August 19th, 2011 – Behind The Mask

5
Open Society Hosts Meeting Of LGBT Activists From Southern Africa

The Open Society Initiatives for Southern Africa (OSISA) has just concluded a three day meeting in Johannesburg for LGBT activists from 13 regional countries. During the meeting participants were asked to form three groups (Lesbians /Bisexual women/WSW, Gay/Bisexual/ MSM and Transgender /FTM/MTF/Non conforming) to identify the problems faced by each group regarding HIV/Aids. Most of the groups shared the same sentiments such as legal framework, laws and policies that hinder the LGBT community from accessing services. They also discussed access to justice, access to education, social empowerment, socio-cultural issues and hate crimes.

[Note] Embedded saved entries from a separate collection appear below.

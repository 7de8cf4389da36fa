use anyhow::{anyhow, Context, Result};
use std::path::Path;

/// Extracted text of a single PDF file plus its source metadata.
#[derive(Debug, Clone)]
pub struct Document {
    pub text: String,
    pub source: String,
    pub page: Option<u32>,
}

/// Load every `*.pdf` under `dir` into [`Document`]s.
///
/// Fails if the directory is missing or any PDF cannot be parsed.
/// Non-PDF files are skipped. Returns an empty vector for a directory
/// with no PDF files in it.
pub fn load_pdf_files(dir: &Path) -> Result<Vec<Document>> {
    if !dir.is_dir() {
        return Err(anyhow!("PDF directory not found: {}", dir.display()));
    }

    let mut documents = Vec::new();
    let mut entries: Vec<_> = std::fs::read_dir(dir)
        .with_context(|| format!("Failed to read directory {}", dir.display()))?
        .collect::<std::io::Result<Vec<_>>>()?;

    // Deterministic ingestion order
    entries.sort_by_key(|e| e.path());

    for entry in entries {
        let path = entry.path();
        if !path.is_file() {
            continue;
        }
        let is_pdf = path
            .extension()
            .map(|ext| ext.eq_ignore_ascii_case("pdf"))
            .unwrap_or(false);
        if !is_pdf {
            continue;
        }

        log::info!("Loading {}", path.display());
        let text = pdf_extract::extract_text(&path)
            .map_err(|e| anyhow!("Failed to extract text from {}: {}", path.display(), e))?;

        documents.push(Document {
            text,
            source: path.display().to_string(),
            page: None,
        });
    }

    Ok(documents)
}

#[cfg(test)]
mod tests {
    use super::*;

    #[test]
    fn test_missing_directory_errors() {
        let result = load_pdf_files(Path::new("does/not/exist"));
        assert!(result.is_err());
    }

    #[test]
    fn test_empty_directory_yields_no_documents() {
        let dir = tempfile::tempdir().unwrap();
        let docs = load_pdf_files(dir.path()).unwrap();
        assert!(docs.is_empty());
    }

    #[test]
    fn test_non_pdf_files_are_skipped() {
        let dir = tempfile::tempdir().unwrap();
        std::fs::write(dir.path().join("notes.txt"), "plain text").unwrap();
        let docs = load_pdf_files(dir.path()).unwrap();
        assert!(docs.is_empty());
    }
}
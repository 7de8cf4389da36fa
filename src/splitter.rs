use crate::document::Document;

/// A bounded-length slice of a document's text, tagged with the
/// originating document's metadata.
#[derive(Debug, Clone)]
pub struct Chunk {
    pub text: String,
    pub source: String,
    pub page: Option<u32>,
}

/// Sliding-window character splitter with overlap between chunks.
///
/// Break points prefer paragraph and line boundaries, then spaces,
/// falling back to a hard split when no boundary is found.
pub struct TextSplitter {
    chunk_size: usize,
    chunk_overlap: usize,
}

impl TextSplitter {
    pub fn new(chunk_size: usize, chunk_overlap: usize) -> Self {
        Self {
            chunk_size,
            chunk_overlap,
        }
    }

    pub fn split_documents(&self, documents: &[Document]) -> Vec<Chunk> {
        let mut chunks = Vec::new();
        for doc in documents {
            for text in self.split_text(&doc.text) {
                chunks.push(Chunk {
                    text,
                    source: doc.source.clone(),
                    page: doc.page,
                });
            }
        }
        chunks
    }

    pub fn split_text(&self, text: &str) -> Vec<String> {
        let text = text.trim();
        if text.is_empty() {
            return Vec::new();
        }
        if text.len() <= self.chunk_size {
            return vec![text.to_string()];
        }

        let mut chunks = Vec::new();
        let mut start = 0;

        while start < text.len() {
            let mut end = snap_to_char_boundary(text, (start + self.chunk_size).min(text.len()));

            // Prefer a natural boundary when splitting mid-text
            if end < text.len() {
                let window = &text[start..end];
                let break_at = window
                    .rfind("\n\n")
                    .map(|p| p + 2)
                    .or_else(|| window.rfind('\n').map(|p| p + 1))
                    .or_else(|| window.rfind(' ').map(|p| p + 1));
                if let Some(p) = break_at {
                    if p > self.chunk_size / 3 {
                        end = start + p;
                    }
                }
            }

            // Guarantee forward progress even for pathological inputs
            if end <= start {
                end = text[start..]
                    .char_indices()
                    .nth(1)
                    .map(|(i, _)| start + i)
                    .unwrap_or(text.len());
            }

            let piece = text[start..end].trim();
            if !piece.is_empty() {
                chunks.push(piece.to_string());
            }

            if end >= text.len() {
                break;
            }

            let step = end - start;
            start = if step <= self.chunk_overlap {
                end
            } else {
                snap_to_char_boundary(text, end - self.chunk_overlap)
            };
        }

        chunks
    }
}

fn snap_to_char_boundary(s: &str, index: usize) -> usize {
    let mut i = index.min(s.len());
    while i > 0 && !s.is_char_boundary(i) {
        i -= 1;
    }
    i
}
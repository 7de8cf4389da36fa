pub mod ollama;
pub mod traits;

pub use ollama::OllamaProvider;
pub use traits::CompletionProvider;
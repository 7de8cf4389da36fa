use dotenv::dotenv;

use med_rag::config::Settings;
use med_rag::ingest::run_ingestion;

/// One-shot offline run that populates the vector index from `data/`.
/// Takes no command-line arguments.
#[tokio::main]
async fn main() -> anyhow::Result<()> {
    dotenv().ok();
    env_logger::init();

    let settings = Settings::from_env();
    run_ingestion(&settings).await
}
use anyhow::{anyhow, Result};
use async_trait::async_trait;
use axum::body::Body;
use axum::http::{header, Request, StatusCode};
use http_body_util::BodyExt;
use std::sync::Arc;
use tower::ServiceExt;

use med_rag::api::{create_router, AppState};
use med_rag::providers::CompletionProvider;
use med_rag::rag::{RagChain, RetrievedChunk, Retriever};

struct FakeRetriever {
    fail: bool,
}

#[async_trait]
impl Retriever for FakeRetriever {
    async fn retrieve(&self, _query: &str, top_k: u64) -> Result<Vec<RetrievedChunk>> {
        if self.fail {
            return Err(anyhow!("vector database unreachable"));
        }
        Ok((0..top_k)
            .map(|i| RetrievedChunk {
                text: format!("Relevant passage {}", i),
                source: "data/medical_book.pdf".to_string(),
                score: 0.9,
            })
            .collect())
    }
}

struct FakeLlm {
    fail: bool,
}

#[async_trait]
impl CompletionProvider for FakeLlm {
    async fn complete(&self, prompt: &str) -> Result<String> {
        if self.fail {
            return Err(anyhow!("model unreachable"));
        }
        assert!(prompt.contains("Relevant passage"));
        Ok("A fever is an elevated body temperature.".to_string())
    }

    fn model_name(&self) -> &str {
        "fake"
    }
}

fn test_router(retriever_fails: bool, llm_fails: bool) -> axum::Router {
    let chain = RagChain::new(
        Arc::new(FakeRetriever {
            fail: retriever_fails,
        }),
        Arc::new(FakeLlm { fail: llm_fails }),
        3,
    );
    create_router(AppState {
        chain: Arc::new(chain),
    })
}

fn form_request(body: &str) -> Request<Body> {
    Request::builder()
        .method("POST")
        .uri("/get")
        .header(header::CONTENT_TYPE, "application/x-www-form-urlencoded")
        .body(Body::from(body.to_string()))
        .unwrap()
}

async fn body_string(response: axum::response::Response) -> String {
    let bytes = response.into_body().collect().await.unwrap().to_bytes();
    String::from_utf8(bytes.to_vec()).unwrap()
}

#[tokio::test]
async fn test_chat_returns_answer() {
    let app = test_router(false, false);
    let response = app.oneshot(form_request("msg=What+is+a+fever%3F")).await.unwrap();

    assert_eq!(response.status(), StatusCode::OK);
    let body = body_string(response).await;
    assert!(!body.is_empty());
    assert_eq!(body, "A fever is an elevated body temperature.");
}

#[tokio::test]
async fn test_retrieval_failure_is_bad_gateway_with_generic_body() {
    let app = test_router(true, false);
    let response = app.oneshot(form_request("msg=hello")).await.unwrap();

    assert_eq!(response.status(), StatusCode::BAD_GATEWAY);
    assert_eq!(body_string(response).await, "Error occurred");
}

#[tokio::test]
async fn test_llm_failure_is_bad_gateway_with_generic_body() {
    let app = test_router(false, true);
    let response = app.oneshot(form_request("msg=hello")).await.unwrap();

    assert_eq!(response.status(), StatusCode::BAD_GATEWAY);
    assert_eq!(body_string(response).await, "Error occurred");
}

#[tokio::test]
async fn test_missing_msg_field_is_bad_request() {
    let app = test_router(false, false);
    let response = app.oneshot(form_request("other=value")).await.unwrap();

    assert_eq!(response.status(), StatusCode::BAD_REQUEST);
}

#[tokio::test]
async fn test_empty_msg_is_bad_request() {
    let app = test_router(false, false);
    let response = app.oneshot(form_request("msg=+++")).await.unwrap();

    assert_eq!(response.status(), StatusCode::BAD_REQUEST);
}

#[tokio::test]
async fn test_home_page_ignores_backend_health() {
    // Both backends failing; the home route performs no backend call
    let app = test_router(true, true);
    let response = app
        .oneshot(Request::builder().uri("/").body(Body::empty()).unwrap())
        .await
        .unwrap();

    assert_eq!(response.status(), StatusCode::OK);
    let body = body_string(response).await;
    assert!(body.contains("Medical Chatbot"));
}
use clap::Parser;
use dotenv::dotenv;
use std::net::SocketAddr;
use std::sync::Arc;
use tokio::net::TcpListener;

use med_rag::api::{create_router, AppState};
use med_rag::config::Settings;
use med_rag::database::VectorDB;
use med_rag::embeddings::EmbeddingGenerator;
use med_rag::providers::OllamaProvider;
use med_rag::rag::{RagChain, VectorRetriever};

#[derive(Parser, Debug)]
#[command(author, version, about, long_about = None)]
struct Args {
    #[arg(long)]
    port: Option<u16>,
}

#[tokio::main]
async fn main() -> anyhow::Result<()> {
    // Load environment variables
    dotenv().ok();
    env_logger::init();

    let args = Args::parse();
    let settings = Settings::from_env();
    let port = args.port.unwrap_or(settings.port);

    // Expensive clients are constructed once here and shared across requests
    let embedder = Arc::new(EmbeddingGenerator::new()?);

    let vector_db = VectorDB::new(&settings.qdrant_url, settings.qdrant_api_key.as_deref()).await?;

    let retriever = Arc::new(VectorRetriever::new(
        embedder,
        vector_db,
        settings.collection_name.clone(),
    ));
    let llm = Arc::new(OllamaProvider::new(&settings));
    let chain = RagChain::new(retriever, llm, settings.top_k);

    let app = create_router(AppState {
        chain: Arc::new(chain),
    });

    let addr: SocketAddr = format!("0.0.0.0:{}", port).parse()?;
    let listener = TcpListener::bind(&addr).await?;
    log::info!("Chat service listening on {}", addr);

    axum::serve(listener, app).await?;

    Ok(())
}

“It was open and fair enough to cover HIV related issues facing LGBT communities regionally and I strongly believe that all the ideas together will bring change in African countries” said TP Mothopeng from Lesotho’s Matrix Support Group. During the meeting activists also shared their experiences on sexual orientation, gender identity and HIV/Aids, examined country specific context for LGBT and HIV issues, developed an advocacy agenda and strategy and then elected 10 people who will now represent the LGBT group at the next joint workshop which will take place in October where the three key groups will be represented.

Ian Swartz, OSISA programme coordinator for LGBTI special initiatives said in his opening remarks “The goal of the meeting is to build the capacity of the three key groups (LGBTI activists, women living with HIV, and sex workers) in 13 countries to develop a regional advocacy and lobbying strategy to address HIV and Aids.” For many years the HIV within LGBT sector has been led by gay men and it is only recently that the WSW were brought on board. As a result of these changes this meeting was totally different and the Trans community found they scored more nominations than the other identities to be on the working group.

In October 2010 UNIFEM [now UN Women] issued a call for proposals to work with three marginalized communities [namely sex workers, women living with HIV and LGBT communities] to develop regional advocacy strategies on HIV and Aids. The HIV and Aids programme, in partnership with the Women’s Rights programme and the Special Initiative on LGBT rights submitted a proposal and were awarded the contract.